Israel is not stopping at wreaking havoc in Gaza as they wait for billions of U.S. dollars to be funneled into the proxy war the Biden adm...
Israel is not stopping at wreaking havoc in Gaza as they wait for billions of U.S. dollars to be funneled into the proxy war the Biden administration has been staging. The state is also meddling directly in American politics as it now calls protesting students terrorists and wants the U.S. National Guard to attack, arrest and suppress free speech in universities across the country,
Unsurprisingly, President Joe Biden agreed with Israel and accused the students of "blatant antisemitism." The president has been vocal about his all-out support and "loyalty" and has even publicly announced that his regime gives Israel $3.8 billion in military assistance annually. On Wednesday, Biden also signed into law a massive funding package that will provide an additional $17 billion to the country.
The protests all started at Columbia University, where the pro-Palestinian campus was organized by Columbia University Apartheid Divest, a student-led coalition of more than 100 organizations, including students for Justice in Palestine and Jewish Voice for Peace. They organized a rally to protest what they describe as the university's "continued financial investment in corporations that profit from Israeli apartheid, genocide and military occupation of Palestine." The students said they won’t disperse until the school commits to a "complete divestment" of its funds from entities connected to Israel. Other protesters are similarly calling on their campuses to divest from companies that sell weapons, construction equipment, technology services and other items to Israel. Protests continue at campuses across the US as more arrests are announced. The New York Times reported that the faculty senate at the said university is expected to vote on a resolution admonishing School President Minouche Shafik on Friday over several of her decisions. Shafik is being criticized for authorizing police to shut down student protests on campus.
Meanwhile, Brown University identified about 130 students who it alleges violated a school conduct code that forbids encampments on campus. As per the university, students found responsible will be disciplined depending on their behavior and other factors, including any prior conduct violations.

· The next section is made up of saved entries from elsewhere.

use std::fmt;

use super::geometry::{GeometryItem, ModelItem};
use super::pass::{AudioPass, ComputePass, PluginItem, ShaderPass};
use super::state::RenderState;

/// Stable identity of a pipeline item.
///
/// Ids survive renames and reorders; they are what the engine's resource
/// cache is keyed by. [`Pipeline`](super::Pipeline) hands out fresh ids from a
/// monotonically increasing counter.
#[derive(Debug, Clone, Copy, PartialEq, Eq, Hash, PartialOrd, Ord)]
pub struct ItemId(u64);

impl ItemId {
    #[inline]
    #[must_use]
    pub const fn from_raw(raw: u64) -> Self {
        Self(raw)
    }

    #[inline]
    #[must_use]
    pub const fn raw(self) -> u64 {
        self.0
    }
}

impl fmt::Display for ItemId {
    fn fmt(&self, f: &mut fmt::Formatter<'_>) -> fmt::Result {
        write!(f, "#{}", self.0)
    }
}

/// Type tag of a pipeline item.
#[derive(Debug, Clone, Copy, PartialEq, Eq, Hash)]
pub enum ItemType {
    ShaderPass,
    ComputePass,
    AudioPass,
    RenderState,
    Geometry,
    Model,
    PluginItem,
}

/// Type-specific payload of a pipeline item.
pub enum ItemKind {
    ShaderPass(ShaderPass),
    ComputePass(ComputePass),
    AudioPass(AudioPass),
    RenderState(RenderState),
    Geometry(GeometryItem),
    Model(ModelItem),
    Plugin(PluginItem),
}

impl ItemKind {
    #[must_use]
    pub fn item_type(&self) -> ItemType {
        match self {
            Self::ShaderPass(_) => ItemType::ShaderPass,
            Self::ComputePass(_) => ItemType::ComputePass,
            Self::AudioPass(_) => ItemType::AudioPass,
            Self::RenderState(_) => ItemType::RenderState,
            Self::Geometry(_) => ItemType::Geometry,
            Self::Model(_) => ItemType::Model,
            Self::Plugin(_) => ItemType::PluginItem,
        }
    }
}

impl fmt::Debug for ItemKind {
    fn fmt(&self, f: &mut fmt::Formatter<'_>) -> fmt::Result {
        match self {
            Self::ShaderPass(p) => f.debug_tuple("ShaderPass").field(p).finish(),
            Self::ComputePass(p) => f.debug_tuple("ComputePass").field(p).finish(),
            Self::AudioPass(p) => f.debug_tuple("AudioPass").field(&p.path).finish(),
            Self::RenderState(s) => f.debug_tuple("RenderState").field(s).finish(),
            Self::Geometry(g) => f.debug_tuple("Geometry").field(g).finish(),
            Self::Model(m) => f.debug_tuple("Model").field(m).finish(),
            Self::Plugin(p) => f.debug_tuple("Plugin").field(&p.item_type).finish(),
        }
    }
}

/// One entry of a pipeline: a top-level pass, or a draw/state item inside a
/// pass.
#[derive(Debug)]
pub struct PipelineItem {
    pub id: ItemId,
    pub name: String,
    pub kind: ItemKind,
}

impl PipelineItem {
    #[must_use]
    pub fn new(id: ItemId, name: impl Into<String>, kind: ItemKind) -> Self {
        Self {
            id,
            name: name.into(),
            kind,
        }
    }

    #[inline]
    #[must_use]
    pub fn item_type(&self) -> ItemType {
        self.kind.item_type()
    }

    #[must_use]
    pub fn as_shader_pass(&self) -> Option<&ShaderPass> {
        match &self.kind {
            ItemKind::ShaderPass(pass) => Some(pass),
            _ => None,
        }
    }

    #[must_use]
    pub fn as_shader_pass_mut(&mut self) -> Option<&mut ShaderPass> {
        match &mut self.kind {
            ItemKind::ShaderPass(pass) => Some(pass),
            _ => None,
        }
    }

    /// Items that can be hit by a pick: geometry, models, and plugin items.
    #[must_use]
    pub fn is_drawable(&self) -> bool {
        matches!(
            self.kind,
            ItemKind::Geometry(_) | ItemKind::Model(_) | ItemKind::Plugin(_)
        )
    }

    /// Child items of a pass or plugin item. Empty for leaf items.
    #[must_use]
    pub fn children(&self) -> &[PipelineItem] {
        match &self.kind {
            ItemKind::ShaderPass(pass) => &pass.items,
            ItemKind::Plugin(plugin) => &plugin.items,
            _ => &[],
        }
    }

    pub(crate) fn children_mut(&mut self) -> Option<&mut Vec<PipelineItem>> {
        match &mut self.kind {
            ItemKind::ShaderPass(pass) => Some(&mut pass.items),
            ItemKind::Plugin(plugin) => Some(&mut plugin.items),
            _ => None,
        }
    }
}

At Emory University, 28 people were arrested, including 20 Emory community members, during a protest at the school, according to Vice President for Public Safety Cheryl Elliott. Authorities used pepper balls "to control the unruly crowd" during the protest, Georgie State Patrol said. A group of Democratic Georgia state lawmakers condemned the "excessive force used by Georgia State Patrol" during arrests at Emory.
Moreover, more than 100 people were arrested and four police officers injured during an encampment clearing at the Boston liberal arts college at Emerson College. President Jay Bernhardt said he recognized and respected "the civic activism and passion that sparked the protest" but still had arrested dozens of students.
At least 33 people were detained on campus Thursday following encampment protests at Indiana University while DC Metropolitan Police were asked to assist in relocating an "unauthorized protest encampment" on campus, George Washington University President Ellen M. Granberg said. The decision came "after multiple instructions made by GWPD to relocate to an alternative demonstration site on campus went unheeded by encampment participants," she said. Meanwhile, the University of Southern California canceled its main commencement ceremony next month, citing "new safety measures in place.” Nearly 100 people have been arrested on the campus.
Since last Thursday, several campuses have been protesting sites, including the Massachusetts Institute of Technology, University of Texas at Austin, University of Michigan, University of New Mexico, University of California, Berkeley, Yale University and Harvard University.
The campus encampments spreading across the nation have brought together students from a variety of backgrounds, including Palestinians, Arabs, Jews and Muslims.
Scholasticide in Gaza, suppression of thoughts and speech in the U.S.
Last week, a group of United Nations experts noted that 80 percent of schools in Gaza have been damaged or destroyed since the war began in early October.
Nearly 5,500 students have been killed, alongside 261 teachers and 95 university professors. "It may be reasonable to ask if there is an intentional effort to comprehensively destroy the Palestinian education system, an action known as 'scholasticide,'" the experts said in a statement on April 18. "These attacks are not isolated incidents. They present a systematic pattern of violence aimed at dismantling the very foundation of Palestinian society."
Meanwhile, in the United States, hundreds of students have already been arrested since protests against Israel's violent attacks in Gaza began. Al Jazeera talked to a first-year PhD student at New York University(NYU), who spoke on condition of anonymity due to a fear of reprisals. The student said they are acting "on the ideals and the histories that they're being taught." "As students who are being taught in class about colonialism, about Indigenous rights, about the effect of non-violent protests across history, it would be extremely hypocritical or it would undermine the point of our education if we didn't act," the 25-year-old said.
At the very least, they can show that there was resistance to what is happening in the Gaza Strip, the student added. "The horrors in Gaza are really beyond imagining. These small acts of resistance, these are small sacrifices, they are nothing compared to what is happening on the ground in Palestine."